Records contained in a dataset
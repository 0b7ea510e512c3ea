//! Search and ordering over entries from many days
//!
//! # Examples
//!
//! ```
//! use daybook::domain::day::DayNaming;
//! use daybook::domain::entries::parse_entries;
//! use daybook::domain::search::{search, SearchPredicate};
//!
//! let entries = parse_entries("# Standup\ntags: work\n\nshipped it", "2025-01-17.md");
//! let naming = DayNaming::default();
//!
//! let hits = search(&entries, &SearchPredicate::tags(["work"]), &naming);
//! assert_eq!(hits.len(), 1);
//! assert!(search(&entries, &SearchPredicate::substring("nothing", false), &naming).is_empty());
//! ```

pub mod predicate;

pub use predicate::SearchPredicate;

use crate::domain::day::DayNaming;
use crate::domain::entries::JournalEntry;
use std::cmp::Ordering;

/// Entries passing `predicate`, in input order
pub fn search(
    entries: &[JournalEntry],
    predicate: &SearchPredicate,
    naming: &DayNaming,
) -> Vec<JournalEntry> {
    entries
        .iter()
        .filter(|e| predicate.matches(e, naming))
        .cloned()
        .collect()
}

/// Most recent day first, later entries of a day first.
/// Days whose filename doesn't parse come after dated ones.
pub fn sort_recent_first(entries: &mut [JournalEntry], naming: &DayNaming) {
    entries.sort_by(|a, b| {
        let day_order = match (
            naming.date_from_filename(&a.day),
            naming.date_from_filename(&b.day),
        ) {
            (Some(da), Some(db)) => db.cmp(&da),
            (Some(_), None) => Ordering::Less,
            (None, Some(_)) => Ordering::Greater,
            (None, None) => b.day.cmp(&a.day),
        };

        day_order
            .then_with(|| b.day.cmp(&a.day))
            .then_with(|| b.entry_index.cmp(&a.entry_index))
    });
}

/// Which parts of an entry contain `text` (case-insensitive)
#[derive(Debug, Clone, Copy, PartialEq, Eq, Default)]
pub struct MatchLocations {
    pub title: bool,
    pub tags: bool,
    pub body: bool,
}

impl MatchLocations {
    pub fn any(&self) -> bool {
        self.title || self.tags || self.body
    }

    /// Names of the matching parts, for listings
    pub fn labels(&self) -> Vec<&'static str> {
        let mut labels = Vec::new();
        if self.title {
            labels.push("title");
        }
        if self.tags {
            labels.push("tags");
        }
        if self.body {
            labels.push("body");
        }
        labels
    }
}

pub fn match_locations(entry: &JournalEntry, text: &str) -> MatchLocations {
    if text.is_empty() {
        return MatchLocations::default();
    }

    let needle = text.to_lowercase();
    MatchLocations {
        title: entry.title.to_lowercase().contains(&needle),
        tags: entry.tags.iter().any(|t| t.to_lowercase().contains(&needle)),
        body: entry.body.to_lowercase().contains(&needle),
    }
}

TASK GOAL. Pull each line containing the word "work" out of the data above.

YOUR RESPONSE.
//! let entries = parse_entries("# Standup\ntags: work\n\nshipped it", "2025-01-17.md");
//! let hits = search(&entries, &SearchPredicate::tags(["work"]), &naming);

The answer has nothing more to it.